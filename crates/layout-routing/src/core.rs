//! Edge routing core (spec.md §4.6): turns the oracle's per-container edge
//! sections into absolute waypoints on every connection in the registry,
//! synthesising a route from scratch for anything the oracle didn't cover
//! (boundary-event flows, message flows, self-loops).

use layout_classify::is_boundary_event;
use layout_geom::{Point, build_orthogonal_waypoints, deduplicate_waypoints, tolerance};
use layout_graph::GraphNode;
use layout_model::{Id, Modeller, Registry, constants};
use layout_oracle::OracleResult;
use std::collections::HashMap;

/// Flattened `edge_id -> (sections, container absolute offset)`, built by
/// walking the oracle result tree with accumulated offsets.
pub fn build_section_map(
    graph: &GraphNode,
    result: &OracleResult,
    origin: Point,
) -> HashMap<Id, (Vec<layout_oracle::EdgeSection>, Point)> {
    let mut map = HashMap::new();
    collect_sections(graph, result, origin, &mut map);
    map
}

fn collect_sections(
    graph: &GraphNode,
    result: &OracleResult,
    origin: Point,
    map: &mut HashMap<Id, (Vec<layout_oracle::EdgeSection>, Point)>,
) {
    for (&edge_id, sections) in &result.sections {
        map.insert(edge_id, (sections.clone(), origin));
    }
    for child in &graph.children {
        let Some(pos) = result.positions.get(&child.id) else {
            continue;
        };
        let child_origin = Point::new(origin.x + pos.x, origin.y + pos.y);
        if let Some(child_result) = result.children.get(&child.id) {
            collect_sections(child, child_result, child_origin, map);
        }
    }
}

/// Route every connection in the registry: use the oracle's sections when
/// available, otherwise synthesise a route by connection kind.
pub fn route_connections(
    registry: &mut Registry,
    section_map: &HashMap<Id, (Vec<layout_oracle::EdgeSection>, Point)>,
) {
    let connection_ids: Vec<Id> = registry
        .filter(|e| e.is_connection())
        .into_iter()
        .map(|e| e.id)
        .collect();

    for id in connection_ids {
        let waypoints = route_one(registry, id, section_map);
        let Some(waypoints) = waypoints else { continue };
        if waypoints.len() < 2 {
            continue;
        }
        let _ = registry.update_waypoints(id, waypoints);
    }
}

fn route_one(
    registry: &Registry,
    id: Id,
    section_map: &HashMap<Id, (Vec<layout_oracle::EdgeSection>, Point)>,
) -> Option<Vec<Point>> {
    let conn = registry.get(id)?;
    let source_id = conn.source?;
    let target_id = conn.target?;

    if source_id == target_id {
        return Some(self_loop_route(registry.get(source_id)?.rect()));
    }

    if let Some((sections, offset)) = section_map.get(&id) {
        let mut wps: Vec<Point> = Vec::new();
        for section in sections {
            for p in section.waypoints() {
                wps.push(Point::new(p.x + offset.x, p.y + offset.y));
            }
        }
        if !wps.is_empty() {
            return Some(finish_route(registry, source_id, target_id, wps));
        }
    }

    let source = registry.get(source_id)?;
    let target = registry.get(target_id)?;

    if is_boundary_event(source.bpmn_type) {
        let host_id = source.host?;
        let host = registry.get(host_id)?;
        return Some(boundary_event_route(host.rect(), target.rect()));
    }

    if matches!(conn.bpmn_type, layout_model::BpmnType::MessageFlow) {
        return Some(message_flow_route(source.rect(), target.rect()));
    }

    let src_pt = source.rect().right_center();
    let tgt_pt = target.rect().left_center();
    Some(build_orthogonal_waypoints(src_pt, tgt_pt))
}

fn finish_route(registry: &Registry, source_id: Id, target_id: Id, wps: Vec<Point>) -> Vec<Point> {
    let mut wps = snap_near_orthogonal(&wps);
    wps = deduplicate_waypoints(&wps, tolerance::DEDUPE_EPS);

    if wps.len() == 2 {
        if let (Some(source), Some(target)) = (registry.get(source_id), registry.get(target_id)) {
            let same_row = (wps[0].y - wps[1].y).abs() <= constants::SAME_ROW_Y_TOLERANCE;
            let src_anchor = source.rect().right_center();
            let tgt_anchor = target.rect().left_center();
            if same_row
                && wps[0].near(src_anchor, constants::ENDPOINT_SNAP_TOLERANCE)
                && wps[1].near(tgt_anchor, constants::ENDPOINT_SNAP_TOLERANCE)
            {
                return vec![src_anchor, tgt_anchor];
            }
        }
    }
    wps
}

/// Snap any near-orthogonal segment (off-axis delta below the snap
/// threshold) to strictly horizontal or vertical.
fn snap_near_orthogonal(wps: &[Point]) -> Vec<Point> {
    if wps.len() < 2 {
        return wps.to_vec();
    }
    let mut out = wps.to_vec();
    for i in 0..out.len() - 1 {
        let (a, b) = (out[i], out[i + 1]);
        let dx = (a.x - b.x).abs();
        let dy = (a.y - b.y).abs();
        if dx < constants::SEGMENT_ORTHO_SNAP && dx > 0.0 {
            out[i + 1].x = a.x;
        } else if dy < constants::SEGMENT_ORTHO_SNAP && dy > 0.0 {
            out[i + 1].y = a.y;
        }
    }
    out
}

/// L-route from a boundary event's host border down/up to the target's
/// centre-Y, then across to its near edge (spec.md §4.6).
fn boundary_event_route(host: layout_geom::Rect, target: layout_geom::Rect) -> Vec<Point> {
    let host_cx = host.center().x;
    let target_cy = target.center().y;
    let below = target_cy >= host.bottom();
    let exit = if below {
        Point::new(host_cx, host.bottom())
    } else {
        Point::new(host_cx, host.top())
    };
    let bend = Point::new(host_cx, target_cy);
    let entry = if host_cx <= target.left() {
        target.left_center()
    } else {
        target.right_center()
    };
    vec![exit, bend, Point::new(entry.x, target_cy)]
}

/// V-H-V dog-leg for a message flow, bending at the midpoint between the
/// two elements' vertical extents; a single L if the Y ranges overlap.
fn message_flow_route(source: layout_geom::Rect, target: layout_geom::Rect) -> Vec<Point> {
    let overlap = source.top() < target.bottom() && source.bottom() > target.top();
    if overlap {
        return build_orthogonal_waypoints(source.right_center(), target.left_center());
    }
    let (top_rect, bottom_rect) = if source.top() < target.top() {
        (source, target)
    } else {
        (target, source)
    };
    let mid_y = (top_rect.bottom() + bottom_rect.top()) / 2.0;
    let src_pt = Point::new(source.center().x, if source.top() < target.top() { source.bottom() } else { source.top() });
    let tgt_pt = Point::new(target.center().x, if target.top() < source.top() { target.bottom() } else { target.top() });
    vec![
        src_pt,
        Point::new(src_pt.x, mid_y),
        Point::new(tgt_pt.x, mid_y),
        tgt_pt,
    ]
}

/// Five-waypoint self-loop: exit right at a quarter height down, out by a
/// margin, below the element by a margin, back to centre-X, enter bottom.
fn self_loop_route(rect: layout_geom::Rect) -> Vec<Point> {
    let exit_y = rect.top() + rect.height / 4.0;
    let exit = Point::new(rect.right(), exit_y);
    let out = Point::new(rect.right() + constants::SELF_LOOP_HORIZONTAL_MARGIN, exit_y);
    let below_y = rect.bottom() + constants::SELF_LOOP_VERTICAL_MARGIN;
    let below = Point::new(out.x, below_y);
    let centre_x = Point::new(rect.center().x, below_y);
    let entry = Point::new(rect.center().x, rect.bottom());
    vec![exit, out, below, centre_x, entry]
}

#[cfg(test)]
mod tests {
    use super::*;
    use layout_geom::Rect;
    use layout_model::{BpmnType, Element};

    #[test]
    fn self_loop_has_five_waypoints() {
        let rect = Rect::new(0.0, 0.0, 100.0, 80.0);
        let wps = self_loop_route(rect);
        assert_eq!(wps.len(), 5);
        assert_eq!(wps[0].x, 100.0);
    }

    #[test]
    fn message_flow_overlap_uses_single_l() {
        let source = Rect::new(0.0, 0.0, 100.0, 80.0);
        let target = Rect::new(300.0, 20.0, 100.0, 80.0);
        let wps = message_flow_route(source, target);
        assert!(wps.len() <= 3);
    }

    #[test]
    fn message_flow_disjoint_y_is_v_h_v() {
        let source = Rect::new(0.0, 0.0, 100.0, 80.0);
        let target = Rect::new(300.0, 300.0, 100.0, 80.0);
        let wps = message_flow_route(source, target);
        assert_eq!(wps.len(), 4);
    }

    #[test]
    fn route_connections_handles_self_loop() {
        let mut reg = Registry::new();
        let mut t = Element::new(Id(0), BpmnType::Task);
        t.width = 100.0;
        t.height = 80.0;
        let id = reg.insert(t);
        let mut flow = Element::new(Id(0), BpmnType::SequenceFlow);
        flow.source = Some(id);
        flow.target = Some(id);
        flow.waypoints = Some(vec![]);
        let flow_id = reg.insert(flow);

        route_connections(&mut reg, &HashMap::new());
        let routed = reg.get(flow_id).unwrap();
        assert_eq!(routed.waypoints.as_ref().unwrap().len(), 5);
    }
}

**Work to be completed**.
The first line of the records begins the span, and the line containing "for child in" ends it. Reproduce that span exactly, both ends included.

**Response to this task**.
filename crates/layout-routing/src/core.rs
//! Edge routing core (spec.md §4.6): turns the oracle's per-container edge
//! sections into absolute waypoints on every connection in the registry,
//! synthesising a route from scratch for anything the oracle didn't cover
//! (boundary-event flows, message flows, self-loops).

use layout_classify::is_boundary_event;
use layout_geom::{Point, build_orthogonal_waypoints, deduplicate_waypoints, tolerance};
use layout_graph::GraphNode;
use layout_model::{Id, Modeller, Registry, constants};
use layout_oracle::OracleResult;
use std::collections::HashMap;

/// Flattened `edge_id -> (sections, container absolute offset)`, built by
/// walking the oracle result tree with accumulated offsets.
pub fn build_section_map(
    graph: &GraphNode,
    result: &OracleResult,
    origin: Point,
) -> HashMap<Id, (Vec<layout_oracle::EdgeSection>, Point)> {
    let mut map = HashMap::new();
    collect_sections(graph, result, origin, &mut map);
    map
}

fn collect_sections(
    graph: &GraphNode,
    result: &OracleResult,
    origin: Point,
    map: &mut HashMap<Id, (Vec<layout_oracle::EdgeSection>, Point)>,
) {
    for (&edge_id, sections) in &result.sections {
        map.insert(edge_id, (sections.clone(), origin));
    }
    for child in &graph.children {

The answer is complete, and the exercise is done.